The DoD budget is generally presented by listing the major categories and subcategories (without OCO funding) and summing the total. However, this method conceals the size of personnel spending. For instance, $218.7 billion in spending categorized as “Operation and Maintenance” funds health care services and pharmaceuticals administered by the Military Health System. Civilian personnel costs, too, are categorized as “Operation and Maintenance” spending rather than “Military Personnel” spending. This concealed personnel spending represents a considerable portion of the spending categorized as “Operation and Maintenance.”

Once the budget categories are broken down to distinguish personnel spending from the rest, the picture looks quite different. On-budget personnel costs will total $177 billion in 2014. The largest personnel category, basic pay, amounts to $51.9 billion. This amount is supplemented by $28 billion in allowances for service members to fund housing and general subsistence, $5 billion in special incentive pay, and $2.3 billion for recruiting and reenlistment bonuses. Health care costs, too, are a big budget item, with $33 billion in spending allocated in the Military Health System in 2014. 

A CBO analysis of trends in DoD spending is sobering. Their projection of DoD spending under three different budget scenarios shows that military personnel spending on compensation and non-compensation will grow to the largest budget item by 2022 if action is not taken. Rising expected health care expenditures lead this growth in overall personnel costs; the Military Health System alone is expected to spend roughly $70 billion by 2022. While the CBO notes that growth in health care costs is likely to eventually decelerate, they project that this won’t occur until 2030 or later. Barring major reform, this problem will likely persist for at least two expensive decades, adding to an already strained fiscal situation.
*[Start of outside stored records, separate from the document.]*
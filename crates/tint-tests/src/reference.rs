//! Reference implementation wrappers
//!
//! Unified interfaces to `palette` for the operations oxtint shares with
//! it: component format conversion and linear mixing.

use oxtint_core::{Lf, RGBAb, RGBAf};
use palette::{Mix, SrgbLuma, Srgba};

/// Convert byte components to float using palette
pub fn byte_to_float_palette(c: RGBAb) -> [f32; 4] {
    let converted: Srgba<f32> =
        Srgba::<u8>::new(c.r(), c.g(), c.b(), c.a()).into_format();
    [converted.red, converted.green, converted.blue, converted.alpha]
}

/// Convert float components to byte using palette
pub fn float_to_byte_palette(c: RGBAf) -> [u8; 4] {
    let converted: Srgba<u8> = Srgba::new(c.r(), c.g(), c.b(), c.a()).into_format();
    [converted.red, converted.green, converted.blue, converted.alpha]
}

/// Mix two colors using palette; `mu` is clamped to [0, 1] by palette
pub fn mix_palette(x: RGBAf, y: RGBAf, mu: f32) -> [f32; 4] {
    let x = Srgba::new(x.r(), x.g(), x.b(), x.a());
    let y = Srgba::new(y.r(), y.g(), y.b(), y.a());
    let mixed = x.mix(y, mu);
    [mixed.red, mixed.green, mixed.blue, mixed.alpha]
}

/// Mix two luminance values using palette
pub fn mix_luma_palette(x: Lf, y: Lf, mu: f32) -> f32 {
    SrgbLuma::new(x.l()).mix(SrgbLuma::new(y.l()), mu).luma
}

/// Largest absolute component difference
pub fn max_abs_diff(a: &[f32], b: &[f32]) -> f32 {
    a.iter()
        .zip(b)
        .map(|(x, y)| (x - y).abs())
        .fold(0.0, f32::max)
}

/// Largest absolute component difference, byte components
pub fn max_byte_diff(a: &[u8], b: &[u8]) -> u8 {
    a.iter().zip(b).map(|(x, y)| x.abs_diff(*y)).max().unwrap_or(0)
}

#[cfg(test)]
mod tests {
    use super::*;

    #[test]
    fn test_palette_wrappers_agree_on_extremes() {
        assert_eq!(byte_to_float_palette(RGBAb::red()), [1.0, 0.0, 0.0, 1.0]);
        assert_eq!(float_to_byte_palette(RGBAf::mauve()), [224, 176, 255, 255]);
        assert_eq!(mix_palette(RGBAf::black(), RGBAf::white(), 1.0), [1.0; 4]);
    }

    #[test]
    fn test_max_diff() {
        assert_eq!(max_abs_diff(&[0.0, 0.5], &[0.25, 0.5]), 0.25);
        assert_eq!(max_byte_diff(&[3, 9], &[5, 9]), 2);
    }
}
Examining the DoD’s on-budget personnel spending just scratches the surface of all military-related personnel spending. Harrison notes that most military personnel spending is actually funded outside of the DoD budget. The chart above displays the breakdown of off- and on-budget personnel costs. 

Veteran care comprises a majority of off-DoD-budget military personnel spending, with $56.4 billion planned for veteran health care, $72.2 billion dedicated to veteran income security, $14.3 billion funding veteran education, training, and rehabilitation, and a remaining $7.2 billion to provide miscellaneous veteran benefits. The Treasury Department’s payments for the Military Retirement Trust comprise a formidable $70.3 billion in spending, while tax exemptions for military personnel amount to another $15.2 billion in costs. All told, total military personnel spending will reach $412 billion in 2014, $235.4 billion of which is off the DoD’s official budget.

Proposals to control DoD’s spiraling health costs largely focus on shifting financial burdens to military personnel by raising enrollment fees, deductibles, or copayments. While these reforms likely are to be unpopular among the enlisted personnel, they merely tinker at the edges of the problem. 

Ballooning personnel costs are merely a symptom of the larger problems of open-ended conflict and general health care price inflation. Until those catalysts are addressed, the DoD will need to make many tough budget choices to accommodate this growing liability. As long as it fails to do so, the US military may spend more of its resources providing benefits packages and less of its resources providing defense.